Cuántas manos sostienen; cuántas lágrimas secan; cuánto amor derraman en el
servicio escondido, humilde y desinteresado. Este loable servicio da voz a la
fe y expresa la misericordia del Padre que está cerca de quien pasa necesidad.
El
seguimiento de Jesús es un compromiso serio y al mismo tiempo gozoso; requiere
radicalidad y esfuerzo para reconocer al divino Maestro en los más pobres y
ponerse a su servicio. Por esto, los voluntarios que sirven a los últimos y a
los necesitados por amor a Jesús no esperan ningún agradecimiento ni
gratificación, sino que renuncian a todo esto porque han descubierto el
verdadero amor. Igual que el Señor ha venido a mi encuentro y se ha inclinado
sobre mí en el momento de necesidad, así también yo salgo al encuentro de él y
me inclino sobre quienes han perdido la fe o viven como si Dios no existiera,
sobre los jóvenes sin valores e ideales, sobre las familias en crisis, sobre
los enfermos y los encarcelados, sobre los refugiados e inmigrantes, sobre los
débiles e indefensos en el cuerpo y en el espíritu, sobre los menores
abandonados a sí mismos, como también sobre los ancianos dejados solos.

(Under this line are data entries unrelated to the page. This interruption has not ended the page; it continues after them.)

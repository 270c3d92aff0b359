//! fastterm: a triple-buffered terminal renderer that repaints only what changed.
//!
//! The workspace is split into:
//!
//! - [`fastterm_core`]: colors, geometry, alignment and the shared error type
//! - [`fastterm_buffer`]: cells and frame buffers
//! - [`fastterm_terminal`]: the escape-sequence writer, frame diff and
//!   [`DrawContext`](fastterm_terminal::DrawContext)
//! - [`fastterm_input`]: keyboard sources and dispatch
//!
//! Most applications only need the [`prelude`].
//!
//! # Examples
//!
//! ```
//! use fastterm::prelude::*;
//!
//! let capture = CaptureOutput::new();
//! let writer = Writer::new(capture.clone()).shared();
//! let mut ctx = DrawContext::new(Size::new(12, 1));
//!
//! ctx.push_rectangle(Rect::new(0, 0, 12, 1), Alignment::TopLeft);
//! ctx.push_rectangle(Rect::new(0, 0, 5, 1), Alignment::Center);
//! ctx.draw_cells(ExecutionMode::Sequential, |p| {
//!     Cell::styled("hello".chars().nth(p.x as usize).unwrap_or(' '), Color::WHITE, Color::BLACK)
//! });
//!
//! // Without a Tokio runtime the frame is written on the calling thread.
//! assert!(ctx.publish(&writer));
//! assert!(capture.text().contains("hello"));
//! ```

#![warn(missing_docs)]

pub use fastterm_buffer;
pub use fastterm_core;
pub use fastterm_input;
pub use fastterm_terminal;

/// The types needed to draw and publish frames.
pub mod prelude {
    pub use fastterm_buffer::{Cell, ExecutionMode, FrameBuffer, SizeChange};
    pub use fastterm_core::{Alignment, Color, Error, Point, Rect, Result, Size};
    pub use fastterm_input::{CrosstermInput, InputHandler, InputSource, KeyCode, KeyEvent, KeyModifiers};
    pub use fastterm_terminal::{
        CaptureOutput, CommandWriter, ConsoleOutput, DrawContext, FramePacer, FrameStats, RawOutput,
        RenderConfig, SharedWriter, TerminalSession, Writer,
    };
}
//! Terminal mode management.

use std::io::{self, Stdout, Write};

use crossterm::{
    cursor::{Hide, Show},
    execute,
    terminal::{
        EnterAlternateScreen, LeaveAlternateScreen, disable_raw_mode, enable_raw_mode, size,
    },
};
use fastterm_core::{Error, Result, Size};
use tracing::debug;

/// Puts the terminal into full-screen rendering mode and restores it.
///
/// [`enter`](Self::enter) enables raw mode, switches to the alternate screen
/// and hides the cursor. [`leave`](Self::leave), or dropping the session,
/// undoes whatever was done, so a panic never leaves the shell in raw mode.
pub struct TerminalSession {
    stdout: Stdout,
    in_raw_mode: bool,
    in_alternate_screen: bool,
    cursor_hidden: bool,
}

impl TerminalSession {
    /// Creates a session without touching the terminal.
    pub fn new() -> Self {
        Self {
            stdout: io::stdout(),
            in_raw_mode: false,
            in_alternate_screen: false,
            cursor_hidden: false,
        }
    }

    /// Creates a session and enters rendering mode.
    pub fn start() -> Result<Self> {
        let mut session = Self::new();
        session.enter()?;
        Ok(session)
    }

    /// Enables raw mode, the alternate screen and hides the cursor.
    pub fn enter(&mut self) -> Result<()> {
        if !self.in_raw_mode {
            enable_raw_mode().map_err(Error::Io)?;
            self.in_raw_mode = true;
        }
        if !self.in_alternate_screen {
            execute!(self.stdout, EnterAlternateScreen).map_err(Error::Io)?;
            self.in_alternate_screen = true;
        }
        if !self.cursor_hidden {
            execute!(self.stdout, Hide).map_err(Error::Io)?;
            self.cursor_hidden = true;
        }
        debug!("terminal session entered");
        Ok(())
    }

    /// Restores the cursor, the main screen and cooked mode.
    pub fn leave(&mut self) -> Result<()> {
        if self.cursor_hidden {
            execute!(self.stdout, Show).map_err(Error::Io)?;
            self.cursor_hidden = false;
        }
        if self.in_alternate_screen {
            execute!(self.stdout, LeaveAlternateScreen).map_err(Error::Io)?;
            self.in_alternate_screen = false;
        }
        if self.in_raw_mode {
            disable_raw_mode().map_err(Error::Io)?;
            self.in_raw_mode = false;
        }
        self.stdout.flush().map_err(Error::Io)?;
        debug!("terminal session left");
        Ok(())
    }

    /// Returns whether the session currently owns the terminal.
    #[inline]
    pub fn is_active(&self) -> bool {
        self.in_raw_mode || self.in_alternate_screen || self.cursor_hidden
    }

    /// Returns the terminal size in cells.
    pub fn size(&self) -> Result<Size> {
        terminal_size()
    }
}

impl Default for TerminalSession {
    fn default() -> Self {
        Self::new()
    }
}

impl Drop for TerminalSession {
    fn drop(&mut self) {
        // Best-effort cleanup on drop
        let _ = self.leave();
    }
}

/// Returns the current terminal size in cells.
pub fn terminal_size() -> Result<Size> {
    let (width, height) = size().map_err(Error::Io)?;
    Ok(Size::new(width, height))
}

Dondequiera que haya una mano extendida que pide ayuda para ponerse en pie,
allí debe estar nuestra presencia y la presencia de la Iglesia que sostiene y
da esperanza.
Madre Teresa,
a lo largo de toda su existencia, ha sido una generosa dispensadora de la
misericordia divina, poniéndose a disposición de todos por medio de la acogida
y la defensa de la vida humana, tanto la no nacida como la abandonada y
descartada. Se ha comprometido en la defensa de la vida proclamando
incesantemente que «el no nacido es el más débil, el más pequeño, el más
pobre». Se ha inclinado sobre las personas desfallecidas, que mueren
abandonadas al borde de las calles, reconociendo la dignidad que Dios les había
dado; ha hecho sentir su voz a los poderosos de la tierra, para que
reconocieran sus culpas ante los crímenes de la pobreza creada por ellos
mismos. La misericordia ha sido para ella la «sal» que daba sabor a cada obra
suya, y la «luz» que iluminaba las tinieblas de los que no tenían ni siquiera
lágrimas para llorar su pobreza y sufrimiento.
Su misión en
las periferias de las ciudades y en las periferias existenciales permanece en
nuestros días como testimonio elocuente de la cercanía de Dios hacia los más
pobres entre los pobres. Hoy entrego esta emblemática figura de mujer y de
consagrada a todo el mundo del voluntariado: que ella sea vuestro modelo de
santidad. Esta incansable trabajadora de la misericordia nos ayude a comprender
cada vez más que nuestro único criterio de acción es el amor gratuito, libre de
toda ideología y de todo vínculo y derramado sobre todos sin distinción de
lengua, cultura, raza o religión. Madre Teresa amaba decir: «Tal vez no hablo
su idioma, pero puedo sonreír». Llevemos en el corazón su sonrisa y
entreguémosla a todos los que encontremos en nuestro camino, especialmente a
los que sufren. Abriremos así horizontes de alegría y esperanza a toda esa
humanidad desanimada y necesitada de comprensión y ternura.